START Entries provided

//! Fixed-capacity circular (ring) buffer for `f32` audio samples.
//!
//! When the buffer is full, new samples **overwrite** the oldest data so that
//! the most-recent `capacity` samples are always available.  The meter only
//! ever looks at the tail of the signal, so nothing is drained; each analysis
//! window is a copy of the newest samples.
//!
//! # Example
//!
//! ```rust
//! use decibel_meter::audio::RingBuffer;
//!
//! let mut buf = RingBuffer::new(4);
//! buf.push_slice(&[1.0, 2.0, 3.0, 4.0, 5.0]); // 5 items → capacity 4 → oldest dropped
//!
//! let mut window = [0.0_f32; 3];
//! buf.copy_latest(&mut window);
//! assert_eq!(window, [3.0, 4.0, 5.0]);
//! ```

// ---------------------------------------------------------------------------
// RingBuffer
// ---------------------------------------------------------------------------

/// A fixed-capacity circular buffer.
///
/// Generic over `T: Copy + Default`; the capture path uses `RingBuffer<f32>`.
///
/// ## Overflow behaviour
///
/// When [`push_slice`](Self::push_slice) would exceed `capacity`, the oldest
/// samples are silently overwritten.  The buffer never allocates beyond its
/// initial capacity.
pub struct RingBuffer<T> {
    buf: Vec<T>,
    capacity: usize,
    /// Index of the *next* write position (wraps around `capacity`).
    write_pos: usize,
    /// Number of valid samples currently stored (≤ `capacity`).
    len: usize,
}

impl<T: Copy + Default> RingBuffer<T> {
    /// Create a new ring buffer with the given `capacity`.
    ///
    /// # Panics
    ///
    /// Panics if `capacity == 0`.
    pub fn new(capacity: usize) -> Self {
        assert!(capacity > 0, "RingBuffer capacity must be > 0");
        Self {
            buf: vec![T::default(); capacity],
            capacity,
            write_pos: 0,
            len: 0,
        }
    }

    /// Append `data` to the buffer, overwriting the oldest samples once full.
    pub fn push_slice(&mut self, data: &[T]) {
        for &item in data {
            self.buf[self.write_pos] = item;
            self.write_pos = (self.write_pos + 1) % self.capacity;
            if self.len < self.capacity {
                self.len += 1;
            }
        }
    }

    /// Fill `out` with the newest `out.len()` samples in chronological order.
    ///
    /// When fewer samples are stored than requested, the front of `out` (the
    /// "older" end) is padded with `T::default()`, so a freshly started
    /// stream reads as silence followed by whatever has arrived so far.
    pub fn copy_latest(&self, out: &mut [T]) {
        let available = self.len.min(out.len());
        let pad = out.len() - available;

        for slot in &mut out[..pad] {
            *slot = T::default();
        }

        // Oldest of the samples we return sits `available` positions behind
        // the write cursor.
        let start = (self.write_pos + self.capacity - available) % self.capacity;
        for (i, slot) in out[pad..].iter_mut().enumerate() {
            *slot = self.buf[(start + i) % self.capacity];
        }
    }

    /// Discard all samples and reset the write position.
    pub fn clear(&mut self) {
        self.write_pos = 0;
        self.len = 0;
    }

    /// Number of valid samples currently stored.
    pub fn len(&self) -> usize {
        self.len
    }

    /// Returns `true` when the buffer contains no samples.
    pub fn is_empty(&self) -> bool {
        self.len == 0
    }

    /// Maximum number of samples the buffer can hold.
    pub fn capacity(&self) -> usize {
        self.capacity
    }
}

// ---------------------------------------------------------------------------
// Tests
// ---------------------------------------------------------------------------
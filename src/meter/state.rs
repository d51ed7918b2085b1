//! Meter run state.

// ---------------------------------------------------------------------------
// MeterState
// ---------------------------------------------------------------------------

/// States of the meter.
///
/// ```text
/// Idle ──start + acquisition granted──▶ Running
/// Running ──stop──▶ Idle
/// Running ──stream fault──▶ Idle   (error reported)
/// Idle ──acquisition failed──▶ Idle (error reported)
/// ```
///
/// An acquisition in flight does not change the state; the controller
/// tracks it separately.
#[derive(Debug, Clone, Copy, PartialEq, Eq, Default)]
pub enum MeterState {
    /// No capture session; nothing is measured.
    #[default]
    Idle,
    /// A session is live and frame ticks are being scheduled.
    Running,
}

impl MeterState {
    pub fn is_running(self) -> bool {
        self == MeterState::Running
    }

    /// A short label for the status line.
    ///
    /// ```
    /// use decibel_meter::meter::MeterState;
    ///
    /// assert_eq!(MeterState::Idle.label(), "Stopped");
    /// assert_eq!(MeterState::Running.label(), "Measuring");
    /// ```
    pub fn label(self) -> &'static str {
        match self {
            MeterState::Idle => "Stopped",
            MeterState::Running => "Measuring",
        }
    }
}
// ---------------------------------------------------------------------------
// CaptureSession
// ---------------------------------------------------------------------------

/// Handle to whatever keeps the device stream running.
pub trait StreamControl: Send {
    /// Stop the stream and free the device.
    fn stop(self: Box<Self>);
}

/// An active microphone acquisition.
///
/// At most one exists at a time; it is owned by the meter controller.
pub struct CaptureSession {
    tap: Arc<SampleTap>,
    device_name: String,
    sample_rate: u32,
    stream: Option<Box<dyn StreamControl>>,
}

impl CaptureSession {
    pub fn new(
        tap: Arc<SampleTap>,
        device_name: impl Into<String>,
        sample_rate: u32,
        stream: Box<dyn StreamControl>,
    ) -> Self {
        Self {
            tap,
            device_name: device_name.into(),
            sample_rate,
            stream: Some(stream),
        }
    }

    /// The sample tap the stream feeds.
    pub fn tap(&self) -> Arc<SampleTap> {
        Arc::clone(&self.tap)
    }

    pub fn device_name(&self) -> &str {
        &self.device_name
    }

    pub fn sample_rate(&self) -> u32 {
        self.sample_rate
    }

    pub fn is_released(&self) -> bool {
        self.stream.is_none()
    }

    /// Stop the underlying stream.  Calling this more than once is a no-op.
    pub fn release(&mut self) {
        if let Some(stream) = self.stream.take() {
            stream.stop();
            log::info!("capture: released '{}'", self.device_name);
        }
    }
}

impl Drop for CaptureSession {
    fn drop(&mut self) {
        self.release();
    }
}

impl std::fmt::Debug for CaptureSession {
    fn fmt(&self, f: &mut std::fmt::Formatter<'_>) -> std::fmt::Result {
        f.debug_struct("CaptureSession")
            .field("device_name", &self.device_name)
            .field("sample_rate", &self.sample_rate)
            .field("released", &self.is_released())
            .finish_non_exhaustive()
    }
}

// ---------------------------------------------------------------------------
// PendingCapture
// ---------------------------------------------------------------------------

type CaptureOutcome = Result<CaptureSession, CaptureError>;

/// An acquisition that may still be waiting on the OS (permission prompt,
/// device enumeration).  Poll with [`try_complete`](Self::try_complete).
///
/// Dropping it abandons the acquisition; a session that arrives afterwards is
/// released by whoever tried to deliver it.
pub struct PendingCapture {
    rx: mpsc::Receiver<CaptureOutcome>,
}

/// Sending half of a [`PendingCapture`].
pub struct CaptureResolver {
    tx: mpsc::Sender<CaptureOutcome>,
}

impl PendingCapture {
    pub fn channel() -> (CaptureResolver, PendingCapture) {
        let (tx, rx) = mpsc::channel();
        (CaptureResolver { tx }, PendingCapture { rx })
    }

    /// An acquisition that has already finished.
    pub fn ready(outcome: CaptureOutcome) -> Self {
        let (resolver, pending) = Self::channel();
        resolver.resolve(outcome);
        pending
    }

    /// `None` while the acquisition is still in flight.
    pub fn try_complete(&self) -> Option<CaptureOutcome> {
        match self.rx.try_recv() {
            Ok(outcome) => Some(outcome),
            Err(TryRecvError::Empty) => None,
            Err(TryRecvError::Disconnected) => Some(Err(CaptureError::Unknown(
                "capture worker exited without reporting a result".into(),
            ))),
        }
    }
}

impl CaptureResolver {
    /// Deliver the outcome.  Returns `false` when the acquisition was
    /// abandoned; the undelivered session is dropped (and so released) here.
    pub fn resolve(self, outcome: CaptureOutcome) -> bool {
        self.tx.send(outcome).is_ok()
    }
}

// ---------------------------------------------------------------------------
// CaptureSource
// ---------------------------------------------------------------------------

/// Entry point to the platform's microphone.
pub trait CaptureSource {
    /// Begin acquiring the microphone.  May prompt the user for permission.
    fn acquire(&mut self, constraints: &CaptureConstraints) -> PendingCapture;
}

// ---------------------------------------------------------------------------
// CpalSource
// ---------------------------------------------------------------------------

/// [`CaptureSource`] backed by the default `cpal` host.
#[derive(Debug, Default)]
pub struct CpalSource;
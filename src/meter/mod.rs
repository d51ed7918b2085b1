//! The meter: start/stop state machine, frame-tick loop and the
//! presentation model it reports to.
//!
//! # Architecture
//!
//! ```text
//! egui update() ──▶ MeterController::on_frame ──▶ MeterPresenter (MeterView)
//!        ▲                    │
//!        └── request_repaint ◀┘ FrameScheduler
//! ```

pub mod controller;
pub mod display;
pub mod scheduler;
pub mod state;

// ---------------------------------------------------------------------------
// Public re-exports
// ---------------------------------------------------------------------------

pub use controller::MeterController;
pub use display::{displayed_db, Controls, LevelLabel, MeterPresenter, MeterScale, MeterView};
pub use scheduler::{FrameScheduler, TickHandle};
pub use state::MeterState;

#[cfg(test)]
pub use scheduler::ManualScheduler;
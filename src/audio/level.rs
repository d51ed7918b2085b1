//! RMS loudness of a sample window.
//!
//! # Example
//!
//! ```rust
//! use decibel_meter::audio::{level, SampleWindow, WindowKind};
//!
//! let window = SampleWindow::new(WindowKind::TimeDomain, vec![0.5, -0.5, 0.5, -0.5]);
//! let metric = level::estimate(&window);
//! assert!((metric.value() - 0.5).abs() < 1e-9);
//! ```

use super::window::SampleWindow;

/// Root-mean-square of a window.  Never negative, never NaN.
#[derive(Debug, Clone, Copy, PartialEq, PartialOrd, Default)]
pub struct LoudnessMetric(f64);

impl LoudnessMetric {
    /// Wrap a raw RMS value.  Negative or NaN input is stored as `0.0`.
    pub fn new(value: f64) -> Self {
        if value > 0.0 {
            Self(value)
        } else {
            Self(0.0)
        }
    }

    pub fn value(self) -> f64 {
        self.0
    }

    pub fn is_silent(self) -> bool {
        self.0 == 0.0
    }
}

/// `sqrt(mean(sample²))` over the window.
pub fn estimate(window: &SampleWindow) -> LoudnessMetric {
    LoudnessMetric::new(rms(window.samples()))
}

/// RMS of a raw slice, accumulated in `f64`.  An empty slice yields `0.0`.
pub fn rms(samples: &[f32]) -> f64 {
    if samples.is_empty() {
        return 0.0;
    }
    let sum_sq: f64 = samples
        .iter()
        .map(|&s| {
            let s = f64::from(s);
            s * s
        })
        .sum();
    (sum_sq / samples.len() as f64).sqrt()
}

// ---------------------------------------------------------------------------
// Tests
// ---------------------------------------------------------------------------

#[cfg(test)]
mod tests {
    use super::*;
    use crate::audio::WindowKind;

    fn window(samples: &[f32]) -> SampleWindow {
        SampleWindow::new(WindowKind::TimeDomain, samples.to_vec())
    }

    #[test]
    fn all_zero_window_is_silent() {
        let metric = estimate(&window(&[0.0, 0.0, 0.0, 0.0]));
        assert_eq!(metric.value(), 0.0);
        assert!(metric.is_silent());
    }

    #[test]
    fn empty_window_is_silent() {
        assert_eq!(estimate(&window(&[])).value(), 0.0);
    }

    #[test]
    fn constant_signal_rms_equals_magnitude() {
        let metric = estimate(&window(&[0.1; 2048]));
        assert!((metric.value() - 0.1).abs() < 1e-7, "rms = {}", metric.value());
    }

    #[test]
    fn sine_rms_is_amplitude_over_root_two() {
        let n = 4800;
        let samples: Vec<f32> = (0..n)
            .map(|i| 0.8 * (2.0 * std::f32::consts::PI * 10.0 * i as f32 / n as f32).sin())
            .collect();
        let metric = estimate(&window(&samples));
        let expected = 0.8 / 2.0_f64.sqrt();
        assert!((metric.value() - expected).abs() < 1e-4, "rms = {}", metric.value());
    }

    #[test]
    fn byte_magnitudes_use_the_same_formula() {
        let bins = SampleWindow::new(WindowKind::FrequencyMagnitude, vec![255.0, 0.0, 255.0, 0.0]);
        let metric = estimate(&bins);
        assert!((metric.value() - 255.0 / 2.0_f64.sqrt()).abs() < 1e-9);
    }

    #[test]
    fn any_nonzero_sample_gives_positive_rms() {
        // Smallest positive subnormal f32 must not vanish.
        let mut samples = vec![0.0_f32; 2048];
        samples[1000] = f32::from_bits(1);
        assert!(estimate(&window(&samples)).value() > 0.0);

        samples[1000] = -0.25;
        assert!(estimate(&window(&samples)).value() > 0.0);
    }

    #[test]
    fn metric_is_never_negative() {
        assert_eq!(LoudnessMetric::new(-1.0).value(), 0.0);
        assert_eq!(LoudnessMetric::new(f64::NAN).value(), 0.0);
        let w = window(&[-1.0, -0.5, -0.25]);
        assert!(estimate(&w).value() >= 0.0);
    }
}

END Entries provided
START Entries provided

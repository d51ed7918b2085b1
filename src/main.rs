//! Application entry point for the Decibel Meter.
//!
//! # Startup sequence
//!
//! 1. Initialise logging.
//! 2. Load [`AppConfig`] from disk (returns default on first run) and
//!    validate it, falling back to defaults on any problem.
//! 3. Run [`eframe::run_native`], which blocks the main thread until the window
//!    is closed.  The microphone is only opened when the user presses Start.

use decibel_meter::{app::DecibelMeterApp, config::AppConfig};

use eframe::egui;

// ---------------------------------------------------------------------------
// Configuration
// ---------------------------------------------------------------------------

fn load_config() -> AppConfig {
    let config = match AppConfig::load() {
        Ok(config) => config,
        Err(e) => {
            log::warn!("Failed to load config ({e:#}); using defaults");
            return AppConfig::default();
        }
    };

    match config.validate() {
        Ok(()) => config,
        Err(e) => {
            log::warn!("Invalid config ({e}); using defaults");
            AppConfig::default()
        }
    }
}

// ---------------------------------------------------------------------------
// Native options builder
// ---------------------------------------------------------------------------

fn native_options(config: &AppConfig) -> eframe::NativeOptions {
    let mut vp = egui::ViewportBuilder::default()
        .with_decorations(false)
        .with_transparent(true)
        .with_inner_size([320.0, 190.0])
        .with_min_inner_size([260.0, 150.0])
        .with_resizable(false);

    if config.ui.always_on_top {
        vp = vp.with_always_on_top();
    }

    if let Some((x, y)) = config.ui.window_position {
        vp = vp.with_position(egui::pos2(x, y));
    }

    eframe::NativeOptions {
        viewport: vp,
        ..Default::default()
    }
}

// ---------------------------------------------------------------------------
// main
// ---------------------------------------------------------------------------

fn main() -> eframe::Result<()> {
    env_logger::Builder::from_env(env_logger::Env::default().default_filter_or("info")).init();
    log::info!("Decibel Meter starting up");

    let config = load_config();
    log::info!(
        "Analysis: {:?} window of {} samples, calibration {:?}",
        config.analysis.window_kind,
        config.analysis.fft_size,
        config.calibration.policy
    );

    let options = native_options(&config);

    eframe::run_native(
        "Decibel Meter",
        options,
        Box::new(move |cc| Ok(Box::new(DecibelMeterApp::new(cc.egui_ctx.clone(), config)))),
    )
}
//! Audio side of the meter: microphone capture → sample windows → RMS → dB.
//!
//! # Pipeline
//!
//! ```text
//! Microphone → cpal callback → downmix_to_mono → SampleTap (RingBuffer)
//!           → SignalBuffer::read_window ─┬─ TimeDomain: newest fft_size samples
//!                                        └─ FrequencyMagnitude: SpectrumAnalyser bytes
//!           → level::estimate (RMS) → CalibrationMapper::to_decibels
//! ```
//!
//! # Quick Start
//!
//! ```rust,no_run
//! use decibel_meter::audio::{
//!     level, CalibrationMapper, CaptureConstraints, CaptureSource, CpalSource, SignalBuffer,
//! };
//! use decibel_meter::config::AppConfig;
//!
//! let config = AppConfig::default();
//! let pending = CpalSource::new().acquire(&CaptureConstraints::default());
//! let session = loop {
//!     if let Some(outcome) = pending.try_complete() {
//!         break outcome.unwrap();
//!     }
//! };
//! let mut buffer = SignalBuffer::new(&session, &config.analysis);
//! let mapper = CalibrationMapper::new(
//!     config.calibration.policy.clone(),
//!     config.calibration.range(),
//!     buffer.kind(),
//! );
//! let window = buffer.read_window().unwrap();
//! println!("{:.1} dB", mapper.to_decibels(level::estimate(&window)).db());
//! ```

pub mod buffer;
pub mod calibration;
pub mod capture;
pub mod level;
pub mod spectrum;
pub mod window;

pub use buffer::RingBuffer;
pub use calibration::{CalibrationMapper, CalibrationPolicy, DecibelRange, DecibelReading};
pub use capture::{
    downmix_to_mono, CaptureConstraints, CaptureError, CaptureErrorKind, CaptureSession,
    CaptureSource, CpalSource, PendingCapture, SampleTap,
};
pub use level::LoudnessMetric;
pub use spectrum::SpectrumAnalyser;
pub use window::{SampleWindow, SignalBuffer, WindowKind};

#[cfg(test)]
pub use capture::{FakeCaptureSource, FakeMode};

END Entries provided
START Entries provided

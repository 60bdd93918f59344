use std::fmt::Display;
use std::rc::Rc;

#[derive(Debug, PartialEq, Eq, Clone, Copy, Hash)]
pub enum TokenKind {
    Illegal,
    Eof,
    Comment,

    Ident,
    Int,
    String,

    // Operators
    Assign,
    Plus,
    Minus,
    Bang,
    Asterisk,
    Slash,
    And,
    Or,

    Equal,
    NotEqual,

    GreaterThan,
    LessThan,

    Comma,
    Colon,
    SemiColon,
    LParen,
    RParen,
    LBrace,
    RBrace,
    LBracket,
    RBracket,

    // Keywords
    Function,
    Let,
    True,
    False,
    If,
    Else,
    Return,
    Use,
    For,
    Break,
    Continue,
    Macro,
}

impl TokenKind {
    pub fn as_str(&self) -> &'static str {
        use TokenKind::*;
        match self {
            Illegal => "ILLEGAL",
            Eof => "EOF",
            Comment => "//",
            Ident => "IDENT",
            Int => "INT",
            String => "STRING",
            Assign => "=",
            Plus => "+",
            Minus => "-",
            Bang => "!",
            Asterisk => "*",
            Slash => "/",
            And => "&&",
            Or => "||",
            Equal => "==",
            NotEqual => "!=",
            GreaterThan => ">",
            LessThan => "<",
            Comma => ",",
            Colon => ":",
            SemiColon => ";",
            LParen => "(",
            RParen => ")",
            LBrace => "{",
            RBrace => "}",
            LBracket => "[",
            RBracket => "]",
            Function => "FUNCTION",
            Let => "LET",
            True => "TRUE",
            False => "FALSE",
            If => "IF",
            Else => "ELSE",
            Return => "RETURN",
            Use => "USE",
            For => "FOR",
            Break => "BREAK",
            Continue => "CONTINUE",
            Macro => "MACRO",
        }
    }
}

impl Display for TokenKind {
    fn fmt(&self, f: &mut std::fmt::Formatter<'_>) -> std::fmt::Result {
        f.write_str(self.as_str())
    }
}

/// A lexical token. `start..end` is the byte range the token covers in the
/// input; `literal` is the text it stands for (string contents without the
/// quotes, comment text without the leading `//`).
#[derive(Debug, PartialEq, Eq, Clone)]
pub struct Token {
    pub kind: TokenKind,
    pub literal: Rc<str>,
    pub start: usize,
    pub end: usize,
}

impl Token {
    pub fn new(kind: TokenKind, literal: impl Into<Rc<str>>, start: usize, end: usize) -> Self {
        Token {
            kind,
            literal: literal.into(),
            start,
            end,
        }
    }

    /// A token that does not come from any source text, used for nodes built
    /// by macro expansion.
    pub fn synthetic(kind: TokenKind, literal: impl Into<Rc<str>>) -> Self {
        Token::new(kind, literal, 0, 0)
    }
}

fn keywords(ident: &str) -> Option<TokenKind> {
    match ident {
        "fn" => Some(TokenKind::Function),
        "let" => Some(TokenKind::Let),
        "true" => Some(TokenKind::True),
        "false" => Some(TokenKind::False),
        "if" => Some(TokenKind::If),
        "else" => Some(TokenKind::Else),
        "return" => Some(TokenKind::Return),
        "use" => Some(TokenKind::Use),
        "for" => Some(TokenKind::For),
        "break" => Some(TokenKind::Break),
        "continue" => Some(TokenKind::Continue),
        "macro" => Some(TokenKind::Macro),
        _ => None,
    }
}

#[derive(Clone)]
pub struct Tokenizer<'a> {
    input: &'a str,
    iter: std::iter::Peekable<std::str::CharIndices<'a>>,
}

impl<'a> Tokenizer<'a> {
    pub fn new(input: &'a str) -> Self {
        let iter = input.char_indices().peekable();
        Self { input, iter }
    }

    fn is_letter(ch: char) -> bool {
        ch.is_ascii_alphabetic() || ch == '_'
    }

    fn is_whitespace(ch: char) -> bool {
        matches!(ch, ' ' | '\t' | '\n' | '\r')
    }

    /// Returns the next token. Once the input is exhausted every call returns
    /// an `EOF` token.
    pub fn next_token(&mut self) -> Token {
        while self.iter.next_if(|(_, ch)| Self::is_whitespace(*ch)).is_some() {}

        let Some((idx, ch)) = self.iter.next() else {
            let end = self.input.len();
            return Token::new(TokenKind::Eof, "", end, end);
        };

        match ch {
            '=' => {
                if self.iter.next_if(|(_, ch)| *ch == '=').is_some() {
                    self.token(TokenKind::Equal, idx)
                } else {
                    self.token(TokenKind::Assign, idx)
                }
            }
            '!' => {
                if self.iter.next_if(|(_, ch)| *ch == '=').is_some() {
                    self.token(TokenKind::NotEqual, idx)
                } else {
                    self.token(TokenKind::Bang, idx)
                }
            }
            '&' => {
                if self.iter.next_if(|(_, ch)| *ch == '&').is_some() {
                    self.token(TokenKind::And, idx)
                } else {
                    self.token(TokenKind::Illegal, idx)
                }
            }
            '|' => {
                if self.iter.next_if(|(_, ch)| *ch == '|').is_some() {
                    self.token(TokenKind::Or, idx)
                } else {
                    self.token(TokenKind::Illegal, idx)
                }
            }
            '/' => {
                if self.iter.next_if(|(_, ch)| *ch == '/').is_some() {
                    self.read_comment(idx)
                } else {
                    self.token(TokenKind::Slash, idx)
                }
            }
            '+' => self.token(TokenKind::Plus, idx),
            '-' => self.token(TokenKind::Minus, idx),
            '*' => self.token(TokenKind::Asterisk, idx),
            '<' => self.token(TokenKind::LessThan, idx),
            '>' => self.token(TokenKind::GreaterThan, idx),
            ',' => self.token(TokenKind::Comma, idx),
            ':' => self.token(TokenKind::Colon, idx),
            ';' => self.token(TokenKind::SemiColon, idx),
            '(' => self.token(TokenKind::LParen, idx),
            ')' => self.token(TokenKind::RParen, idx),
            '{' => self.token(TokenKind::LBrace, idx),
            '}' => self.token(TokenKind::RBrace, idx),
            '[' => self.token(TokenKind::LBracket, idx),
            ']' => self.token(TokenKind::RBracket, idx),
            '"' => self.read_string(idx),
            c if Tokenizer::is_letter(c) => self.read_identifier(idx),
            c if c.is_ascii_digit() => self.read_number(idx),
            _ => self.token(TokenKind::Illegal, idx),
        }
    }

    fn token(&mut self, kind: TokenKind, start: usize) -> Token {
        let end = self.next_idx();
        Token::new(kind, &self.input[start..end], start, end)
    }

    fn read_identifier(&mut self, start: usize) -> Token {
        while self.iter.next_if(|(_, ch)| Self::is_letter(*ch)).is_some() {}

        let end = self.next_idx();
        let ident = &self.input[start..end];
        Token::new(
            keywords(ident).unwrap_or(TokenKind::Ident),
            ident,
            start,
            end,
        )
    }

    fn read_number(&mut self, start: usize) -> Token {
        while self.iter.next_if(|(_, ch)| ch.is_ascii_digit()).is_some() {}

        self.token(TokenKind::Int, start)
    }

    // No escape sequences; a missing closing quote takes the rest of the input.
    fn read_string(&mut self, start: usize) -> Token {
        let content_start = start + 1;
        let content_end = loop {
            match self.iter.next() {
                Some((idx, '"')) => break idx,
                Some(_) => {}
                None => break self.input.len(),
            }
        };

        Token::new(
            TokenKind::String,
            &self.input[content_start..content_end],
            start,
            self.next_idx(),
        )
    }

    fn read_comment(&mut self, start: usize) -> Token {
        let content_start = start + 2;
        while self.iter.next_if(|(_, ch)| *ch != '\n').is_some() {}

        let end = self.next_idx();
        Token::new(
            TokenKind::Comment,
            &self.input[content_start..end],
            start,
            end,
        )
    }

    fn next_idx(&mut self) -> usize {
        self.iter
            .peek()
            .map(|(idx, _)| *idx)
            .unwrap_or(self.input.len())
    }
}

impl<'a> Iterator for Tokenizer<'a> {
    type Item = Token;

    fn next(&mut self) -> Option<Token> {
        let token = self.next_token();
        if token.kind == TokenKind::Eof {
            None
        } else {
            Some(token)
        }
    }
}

END Entries provided

**The task**
Among the lines above, which ones hold the string "data"? Show them.

**Response**
//! When the buffer is full, new samples **overwrite** the oldest data so that
    /// Append `data` to the buffer, overwriting the oldest samples once full.
    pub fn push_slice(&mut self, data: &[T]) {
        for &item in data {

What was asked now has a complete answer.